§ WORKING DATA:
○ ○ ○ ○

//! gqlb: build and run GraphQL queries in the terminal.
//!
//! The interactive mode fetches an endpoint's schema, opens the query
//! builder, and on Enter executes the built operation. Everything the user
//! set up is stored per endpoint, so the next session picks up where the
//! last one ended.

mod builder;
mod database;
mod endpoint;
mod output;
mod screen;
mod sdl;

use anyhow::{bail, Context, Result};
use clap::Parser;
use gqlb_tree::Tree;
use serde_json::Value;
use tracing_subscriber::EnvFilter;

use crate::builder::QueryBuilder;
use crate::database::Database;

#[derive(Debug, Parser)]
#[command(name = "gqlb", version, about = "GraphQL client in the terminal.")]
struct Args {
    /// GraphQL endpoint.
    #[arg(
        short,
        long,
        env = "GQLB_ENDPOINT",
        default_value = "https://mys-lang.org/graphql"
    )]
    endpoint: String,

    /// Name of the query to work on, instead of the endpoint's default.
    #[arg(short = 'n', long)]
    query_name: Option<String>,

    /// Repeat the most recently built query without opening the builder.
    #[arg(short, long)]
    repeat: bool,

    /// Print the response as YAML instead of JSON.
    #[arg(short, long)]
    yaml: bool,

    /// Print the query instead of executing it.
    #[arg(short, long)]
    query: bool,

    /// Print an equivalent cURL command instead of executing the query.
    #[arg(short, long)]
    curl: bool,

    /// Print the endpoint's schema and exit.
    #[arg(short, long)]
    print_schema: bool,

    /// Remove all stored queries and exit.
    #[arg(short = 'C', long)]
    clear: bool,

    /// List stored queries and exit.
    #[arg(short, long)]
    list_queries: bool,

    /// Extra request header as 'Key: Value'. May be repeated.
    #[arg(short = 'H', long = "header", value_name = "KEY: VALUE")]
    header: Vec<String>,

    /// Execution variable as 'name=value'. May be repeated.
    #[arg(short = 'v', long = "variable", value_name = "NAME=VALUE")]
    variable: Vec<String>,

    /// Skip TLS certificate verification.
    #[arg(long)]
    no_verify: bool,
}

fn main() {
    if let Err(error) = run() {
        eprintln!("error: {error:#}");
        std::process::exit(1);
    }
}

fn run() -> Result<()> {
    tracing_subscriber::fmt()
        .with_env_filter(EnvFilter::from_default_env())
        .with_writer(std::io::stderr)
        .init();

    let args = Args::parse();
    let headers = parse_headers(&args.header)?;
    let verify = !args.no_verify;
    let database = Database::open()?;

    if args.clear {
        return database.clear();
    }

    if args.list_queries {
        for (endpoint, name) in database.list()? {
            println!("{endpoint} {name}");
        }

        return Ok(());
    }

    if args.print_schema {
        let schema = endpoint::fetch_schema(&args.endpoint, &headers, verify)?;
        print!("{}", sdl::print_schema(&schema));

        return Ok(());
    }

    let query = if args.repeat {
        let saved = database.read(&args.endpoint, args.query_name.as_deref())?;
        let mut tree = Tree::from_json(&saved)?;

        tree.query()?
    } else {
        let mut builder = QueryBuilder::new(
            args.endpoint.clone(),
            args.query_name.clone(),
            headers.clone(),
            verify,
            args.variable.clone(),
            database,
        );

        match builder.run()? {
            Some(query) => query,
            None => return Ok(()),
        }
    };

    if args.query {
        println!("{query}");

        return Ok(());
    }

    let variables = parse_variables(&args.variable)?;
    let body = endpoint::request_body(&query, &variables);

    if args.curl {
        println!("{}", output::curl_command(&args.endpoint, &body));

        return Ok(());
    }

    let response = endpoint::post(&args.endpoint, &body, &headers, verify)?;

    if let Some(errors) = response.get("errors") {
        bail!("{errors}");
    }

    let data = response.get("data").cloned().unwrap_or(Value::Null);
    println!("{}", output::format_data(&data, args.yaml)?);

    Ok(())
}

fn parse_headers(headers: &[String]) -> Result<Vec<(String, String)>> {
    headers
        .iter()
        .map(|header| {
            let (key, value) = header
                .split_once(':')
                .with_context(|| format!("invalid header '{header}', expected 'Key: Value'"))?;

            Ok((key.trim().to_string(), value.trim().to_string()))
        })
        .collect()
}

/// `name=value` pairs for execution. Values that parse as JSON are passed
/// typed; anything else is sent as a string.
fn parse_variables(variables: &[String]) -> Result<serde_json::Map<String, Value>> {
    variables
        .iter()
        .map(|variable| {
            let (name, value) = variable
                .split_once('=')
                .with_context(|| format!("invalid variable '{variable}', expected 'name=value'"))?;
            let value = serde_json::from_str(value)
                .unwrap_or_else(|_| Value::String(value.to_string()));

            Ok((name.to_string(), value))
        })
        .collect()
}

#[cfg(test)]
mod tests {
    use super::*;
    use pretty_assertions::assert_eq;
    use serde_json::json;

    #[test]
    fn it_parses_headers() {
        assert_eq!(
            parse_headers(&["Authorization: Bearer x".to_string()]).unwrap(),
            vec![("Authorization".to_string(), "Bearer x".to_string())]
        );
        assert!(parse_headers(&["nonsense".to_string()]).is_err());
    }

    #[test]
    fn it_parses_variables() {
        let variables = parse_variables(&[
            "count=5".to_string(),
            "name=mys".to_string(),
            "flags=[1, 2]".to_string(),
        ])
        .unwrap();

        assert_eq!(variables["count"], json!(5));
        assert_eq!(variables["name"], json!("mys"));
        assert_eq!(variables["flags"], json!([1, 2]));
        assert!(parse_variables(&["nonsense".to_string()]).is_err());
    }
}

○ ○ ○ ○

§ DESCRIPTION OF THE TASK:
Word for word, reproduce the listing above from its start up to and including the line that has "last one ended.". Give only those lines.

§ YOUR RESPONSE:
//! gqlb: build and run GraphQL queries in the terminal.
//!
//! The interactive mode fetches an endpoint's schema, opens the query
//! builder, and on Enter executes the built operation. Everything the user
//! set up is stored per endpoint, so the next session picks up where the
//! last one ended.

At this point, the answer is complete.